**PROBLEM**
After reading the data below, copy out every line that contains the word "items".

**DATA FOR PROCESSING**
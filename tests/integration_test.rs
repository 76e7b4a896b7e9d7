//! Integration tests for huffpack

use std::fs;
use std::io::Cursor;

use clap::Parser;
use huffpack::cli::{self, Args, Invocation};
use huffpack::config::CompressionConfig;
use huffpack::error::CompressError;
use huffpack::*;
use rand::rngs::StdRng;
use rand::{Rng, SeedableRng};

fn roundtrip(data: &[u8]) -> Vec<u8> {
    let compressor = Compressor::default();
    let compressed = compressor.compress(data).unwrap();
    compressor.decompress(&compressed.data).unwrap()
}

#[test]
fn test_full_lifecycle() {
    let data = b"the quick brown fox jumps over the lazy dog".repeat(50);
    assert_eq!(roundtrip(&data), data);
}

#[test]
fn test_scenario_file_layout() {
    let compressor = Compressor::default();
    let compressed = compressor.compress(&[0x41, 0x41, 0x41, 0x42]).unwrap();
    assert_eq!(compressed.data, b"A:3 B:1\n\n\x10\x04");
    assert_eq!(
        compressor.decompress(&compressed.data).unwrap(),
        vec![0x41, 0x41, 0x41, 0x42]
    );
}

#[test]
fn test_random_roundtrips() {
    let mut rng = StdRng::seed_from_u64(0x5eed);
    for len in [1usize, 2, 7, 8, 9, 255, 1024, 10_000] {
        let data: Vec<u8> = (0..len).map(|_| rng.gen()).collect();
        assert_eq!(roundtrip(&data), data, "length {}", len);
    }
}

#[test]
fn test_skewed_random_roundtrips() {
    let mut rng = StdRng::seed_from_u64(42);
    for alphabet in [1u8, 2, 3, 5, 16] {
        let data: Vec<u8> = (0..5000)
            .map(|_| {
                let r: f64 = rng.gen();
                ((r * r * r) * f64::from(alphabet)) as u8
            })
            .collect();
        assert_eq!(roundtrip(&data), data, "alphabet {}", alphabet);
    }
}

#[test]
fn test_all_byte_values() {
    let data: Vec<u8> = (0..=255).cycle().take(2000).collect();
    assert_eq!(roundtrip(&data), data);
}

#[test]
fn test_special_header_bytes_roundtrip() {
    let data = b"key: value\\path\r\n\tindented \x00\x01\xff end".repeat(3);
    assert_eq!(roundtrip(&data), data);
}

#[test]
fn test_single_repeated_byte() {
    for len in [1usize, 7, 8, 9, 64] {
        let data = vec![b'z'; len];
        assert_eq!(roundtrip(&data), data, "length {}", len);
    }
}

#[test]
fn test_output_is_deterministic() {
    let compressor = Compressor::default();
    let data = b"determinism matters for interoperable output".repeat(20);
    let first = compressor.compress(&data).unwrap();
    let second = compressor.compress(&data).unwrap();
    assert_eq!(first.data, second.data);
}

#[test]
fn test_codes_independent_of_table_order() {
    let table = FrequencyTable::from_bytes(b"aaaabbbccd  ::\\\\");
    let shuffled: FrequencyTable = {
        let mut entries: Vec<(u8, u64)> = table.iter().collect();
        entries.reverse();
        entries.swap(0, 2);
        entries.into_iter().collect()
    };
    let a = build_codes(&build_tree(&table).unwrap());
    let b = build_codes(&build_tree(&shuffled).unwrap());
    assert_eq!(a, b);
    assert!(a.is_prefix_free());
}

#[test]
fn test_stream_encode_decode() {
    let data = b"streams in, streams out";
    let table = FrequencyTable::from_bytes(data);
    let tree = build_tree(&table).unwrap();
    let codes = build_codes(&tree);

    let mut compressed = Vec::new();
    let size = encode(&tree, &codes, &table, &data[..], &mut compressed, 4).unwrap();
    assert_eq!(size.total(), compressed.len() as u64);

    let mut restored = Vec::new();
    let written = decode(Cursor::new(&compressed), &mut restored).unwrap();
    assert_eq!(written, data.len() as u64);
    assert_eq!(restored, data);
}

#[test]
fn test_padding_byte_out_of_range() {
    let compressor = Compressor::default();
    let mut compressed = compressor.compress(b"padding check").unwrap().data;
    for bad in [8u8, 9, 0x80, 0xFF] {
        *compressed.last_mut().unwrap() = bad;
        let err = compressor.decompress(&compressed).unwrap_err();
        assert!(matches!(err, CompressError::MalformedPadding(p) if p == bad));
    }
}

#[test]
fn test_truncated_stream_detected() {
    let compressor = Compressor::default();
    let compressed = compressor.compress(b"abcc").unwrap().data;
    // c=0 b=10 a=11: payload 11 10 0 0, keep only "1" of the first code
    let header_len = compressed.len() - 2;
    let mut corrupt = compressed[..header_len].to_vec();
    corrupt.extend_from_slice(&[0b1000_0000, 7]);
    let err = compressor.decompress(&corrupt).unwrap_err();
    assert!(matches!(err, CompressError::TruncatedStream(_)));
}

#[test]
fn test_corrupt_header_rejected() {
    let compressor = Compressor::default();
    let err = compressor.decompress(b"A:3 \\q:1\n\n\x00\x00").unwrap_err();
    assert!(matches!(err, CompressError::InvalidHeaderToken { .. }));

    let err = compressor.decompress(b"A:3 B:1\n").unwrap_err();
    assert!(matches!(err, CompressError::TruncatedStream(_)));
}

#[test]
fn test_empty_input_error() {
    let compressor = Compressor::default();
    assert!(matches!(compressor.compress(b""), Err(CompressError::EmptyInput)));
}

#[test]
fn test_file_roundtrip() {
    let dir = tempfile::tempdir().unwrap();
    let input = dir.path().join("input.txt");
    let packed = dir.path().join("input.huff");
    let restored = dir.path().join("input.huff.out");

    let data = b"file based round trip with a small buffer\n".repeat(100);
    fs::write(&input, &data).unwrap();

    let compressor = Compressor::new(CompressionConfig {
        read_buffer_size: 13,
        ..CompressionConfig::default()
    });
    let result = compressor.compress_file(&input, &packed).unwrap();
    let stats = &result.stats;
    assert_eq!(stats.original_size, data.len() as u64);
    assert_eq!(stats.compressed_size, fs::metadata(&packed).unwrap().len());
    assert!(stats.ratio < 1.0);

    let written = compressor.decompress_file(&packed, &restored).unwrap();
    assert_eq!(written, data.len() as u64);
    assert_eq!(fs::read(&restored).unwrap(), data);

    // in-memory and file paths produce the same bytes
    let in_memory = compressor.compress(&data).unwrap();
    assert_eq!(fs::read(&packed).unwrap(), in_memory.data);
}

#[test]
fn test_empty_file_rejected() {
    let dir = tempfile::tempdir().unwrap();
    let input = dir.path().join("empty");
    fs::write(&input, b"").unwrap();
    let err = Compressor::default()
        .compress_file(&input, dir.path().join("empty.huff"))
        .unwrap_err();
    assert!(matches!(err, CompressError::EmptyInput));
}

#[test]
fn test_missing_file_propagates_io_error() {
    let dir = tempfile::tempdir().unwrap();
    let err = Compressor::default()
        .compress_file(dir.path().join("absent"), dir.path().join("absent.huff"))
        .unwrap_err();
    assert!(matches!(err, CompressError::IoError(_)));
    assert!(!dir.path().join("absent.huff").exists());
}

fn relaxed_config() -> CompressionConfig {
    CompressionConfig {
        strict_file_names: false,
        ..CompressionConfig::default()
    }
}

fn run_cli(argv: &[&str]) -> (anyhow::Result<()>, String) {
    let args = Args::try_parse_from(std::iter::once("huffpack").chain(argv.iter().copied())).unwrap();
    let config = relaxed_config();
    let invocation = Invocation::resolve(&args, &config).unwrap();
    let mut out = Vec::new();
    let result = cli::run(&args, &invocation, config, &mut out);
    (result, String::from_utf8(out).unwrap())
}

#[test]
fn test_corrupt_input_keeps_existing_output() {
    let dir = tempfile::tempdir().unwrap();
    let packed = dir.path().join("bad.huff");
    let output = dir.path().join("bad.huff.out");
    fs::write(&packed, b"A:3 \\q:1\n\n\x10\x04").unwrap();
    fs::write(&output, b"keep me").unwrap();

    let (result, _) = run_cli(&["-d", packed.to_str().unwrap()]);
    let err = result.unwrap_err();
    assert!(matches!(
        err.downcast_ref::<CompressError>(),
        Some(CompressError::InvalidHeaderToken { .. })
    ));
    assert_eq!(fs::read(&output).unwrap(), b"keep me");
    assert_eq!(fs::read_dir(dir.path()).unwrap().count(), 2);
}

#[test]
fn test_failed_decompress_creates_no_output() {
    let dir = tempfile::tempdir().unwrap();
    let packed = dir.path().join("cut.huff");
    fs::write(&packed, b"A:3 B:1\n\n").unwrap();

    let (result, _) = run_cli(&["-d", packed.to_str().unwrap()]);
    assert!(result.is_err());
    assert!(!dir.path().join("cut.huff.out").exists());
    assert_eq!(fs::read_dir(dir.path()).unwrap().count(), 1);
}

#[test]
fn test_compress_overwrites_existing_output_on_success() {
    let dir = tempfile::tempdir().unwrap();
    let input = dir.path().join("data.txt");
    let packed = dir.path().join("data.huff");
    fs::write(&input, b"AAAB").unwrap();
    fs::write(&packed, b"stale").unwrap();

    let (result, out) = run_cli(&["-c", input.to_str().unwrap()]);
    result.unwrap();
    assert!(out.is_empty());
    assert_eq!(fs::read(&packed).unwrap(), b"A:3 B:1\n\n\x10\x04".to_vec());
}

#[test]
fn test_print_codes_and_stats() {
    let dir = tempfile::tempdir().unwrap();
    let input = dir.path().join("scenario.txt");
    fs::write(&input, b"AAAB").unwrap();

    let (result, out) = run_cli(&["-c", input.to_str().unwrap(), "--print-codes", "--stats"]);
    result.unwrap();

    let (codes, json) = out.split_at(out.find('{').unwrap());
    assert_eq!(codes, "A\t0\nB\t1\n");
    let stats: CompressionStats = serde_json::from_str(json.trim()).unwrap();
    assert_eq!(stats.original_size, 4);
    assert_eq!(stats.compressed_size, 11);
    assert_eq!(stats.padding_bits, 4);
    assert_eq!(stats.distinct_symbols, 2);
}

#[test]
fn test_decompress_stats() {
    let dir = tempfile::tempdir().unwrap();
    let packed = dir.path().join("scenario.huff");
    let restored = dir.path().join("scenario.txt");
    fs::write(&packed, b"A:3 B:1\n\n\x10\x04").unwrap();

    let (result, out) = run_cli(&[
        "-d",
        packed.to_str().unwrap(),
        "-o",
        restored.to_str().unwrap(),
        "--stats",
    ]);
    result.unwrap();
    let summary: serde_json::Value = serde_json::from_str(out.trim()).unwrap();
    assert_eq!(summary["decompressed_size"], 4);
    assert_eq!(fs::read(&restored).unwrap(), b"AAAB");
}
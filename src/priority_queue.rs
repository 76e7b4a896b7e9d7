//! Binary min-heap keyed by `(priority, tie)`.
//!
//! Ordering is by priority first, then by tie-break key, both ascending.
//! When every live entry carries a distinct key the extraction order is fully
//! determined by the keys, independent of insertion order or of whether the
//! heap was bulk-built.

use crate::error::CompressError;

#[derive(Debug, Clone, PartialEq, Eq)]
pub struct Entry<T> {
    pub priority: u64,
    pub tie: u32,
    pub value: T,
}

impl<T> Entry<T> {
    pub fn new(priority: u64, tie: u32, value: T) -> Self {
        Self { priority, tie, value }
    }

    fn key(&self) -> (u64, u32) {
        (self.priority, self.tie)
    }
}

#[derive(Debug, Clone)]
pub struct MinPriorityQueue<T> {
    heap: Vec<Entry<T>>,
}

impl<T> Default for MinPriorityQueue<T> {
    fn default() -> Self {
        Self::new()
    }
}

impl<T> MinPriorityQueue<T> {
    pub fn new() -> Self {
        Self { heap: Vec::new() }
    }

    /// Bulk-load an unordered collection and heapify in O(n).
    pub fn build_from(items: Vec<Entry<T>>) -> Self {
        let mut queue = Self { heap: items };
        for i in (0..queue.heap.len() / 2).rev() {
            queue.sift_down(i);
        }
        queue
    }

    pub fn push(&mut self, priority: u64, tie: u32, value: T) {
        self.heap.push(Entry::new(priority, tie, value));
        self.sift_up(self.heap.len() - 1);
    }

    /// Remove and return the minimum entry.
    pub fn pop(&mut self) -> Result<Entry<T>, CompressError> {
        if self.heap.is_empty() {
            return Err(CompressError::EmptyQueue);
        }
        let entry = self.heap.swap_remove(0);
        if !self.heap.is_empty() {
            self.sift_down(0);
        }
        Ok(entry)
    }

    pub fn peek(&self) -> Option<&Entry<T>> {
        self.heap.first()
    }

    pub fn len(&self) -> usize {
        self.heap.len()
    }

    pub fn is_empty(&self) -> bool {
        self.heap.is_empty()
    }

    /// Read-only view of the live entries in heap order.
    pub fn iter(&self) -> impl Iterator<Item = (u64, u32, &T)> {
        self.heap.iter().map(|e| (e.priority, e.tie, &e.value))
    }

    fn less(&self, a: usize, b: usize) -> bool {
        self.heap[a].key() < self.heap[b].key()
    }

    fn sift_up(&mut self, mut index: usize) {
        while index > 0 {
            let parent = (index - 1) / 2;
            if !self.less(index, parent) {
                break;
            }
            self.heap.swap(index, parent);
            index = parent;
        }
    }

    fn sift_down(&mut self, mut index: usize) {
        let n = self.heap.len();
        loop {
            let left = 2 * index + 1;
            let right = left + 1;
            let mut smallest = index;

            if left < n && self.less(left, smallest) {
                smallest = left;
            }
            if right < n && self.less(right, smallest) {
                smallest = right;
            }
            if smallest == index {
                return;
            }
            self.heap.swap(index, smallest);
            index = smallest;
        }
    }
}
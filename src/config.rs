//! Configuration for huffpack

use std::fs;
use std::path::Path;

use serde::{Deserialize, Serialize};

use crate::error::CompressError;

#[derive(Debug, Clone, PartialEq, Serialize, Deserialize)]
#[serde(default)]
pub struct CompressionConfig {
    /// Extension given to compressed files and required on decompression input.
    pub compressed_extension: String,
    /// Suffix appended to a compressed file name when no output name is given.
    pub decompressed_suffix: String,
    /// Chunk size used when counting bytes in an input file.
    pub read_buffer_size: usize,
    pub max_input_size: u64,
    /// Restrict file names to `[A-Za-z0-9._-]+`.
    pub strict_file_names: bool,
}

impl Default for CompressionConfig {
    fn default() -> Self {
        Self {
            compressed_extension: "huff".to_string(),
            decompressed_suffix: "out".to_string(),
            read_buffer_size: 16 * 1024,
            max_input_size: 1024 * 1024 * 1024, // 1 GiB
            strict_file_names: true,
        }
    }
}

impl CompressionConfig {
    /// Load a configuration from a JSON file. Missing fields take their defaults.
    pub fn from_json_file(path: impl AsRef<Path>) -> Result<Self, CompressError> {
        let path = path.as_ref();
        let text = fs::read_to_string(path)?;
        let config: CompressionConfig = serde_json::from_str(&text)
            .map_err(|e| CompressError::Config(format!("{}: {}", path.display(), e)))?;
        config.validate()?;
        Ok(config)
    }

    pub fn validate(&self) -> Result<(), CompressError> {
        if self.compressed_extension.is_empty() {
            return Err(CompressError::Config("compressed_extension must not be empty".into()));
        }
        if self.compressed_extension.starts_with('.') {
            return Err(CompressError::Config(
                "compressed_extension must not start with '.'".into(),
            ));
        }
        if self.decompressed_suffix.is_empty() {
            return Err(CompressError::Config("decompressed_suffix must not be empty".into()));
        }
        if self.read_buffer_size == 0 {
            return Err(CompressError::Config("read_buffer_size must be positive".into()));
        }
        Ok(())
    }
}
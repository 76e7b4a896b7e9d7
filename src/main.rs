//! huffpack command-line entrypoint.
//!
//! ```bash
//! # Compress notes.txt into notes.huff
//! huffpack -c notes.txt
//!
//! # Decompress into a chosen name
//! huffpack -d notes.huff -o notes.txt
//! ```

use std::io;

use anyhow::Context;
use clap::Parser;
use tracing_subscriber::EnvFilter;

use huffpack::cli::{self, Args, Invocation};
use huffpack::config::CompressionConfig;

fn main() -> anyhow::Result<()> {
    let args = Args::parse();

    // Logs go to stderr so stdout stays clean for --stats and --print-codes.
    let filter = EnvFilter::try_from_default_env()
        .or_else(|_| EnvFilter::try_new(&args.log_level))
        .context("invalid log level")?;
    tracing_subscriber::fmt()
        .with_writer(io::stderr)
        .with_env_filter(filter)
        .init();

    let config = match &args.config {
        Some(path) => CompressionConfig::from_json_file(path)
            .with_context(|| format!("loading configuration from {}", path.display()))?,
        None => CompressionConfig::default(),
    };
    let invocation = Invocation::resolve(&args, &config)?;

    cli::run(&args, &invocation, config, &mut io::stdout().lock())
}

**WORKED SOLUTION**
    pub fn build_from(items: Vec<Entry<T>>) -> Self {
        let mut queue = Self { heap: items };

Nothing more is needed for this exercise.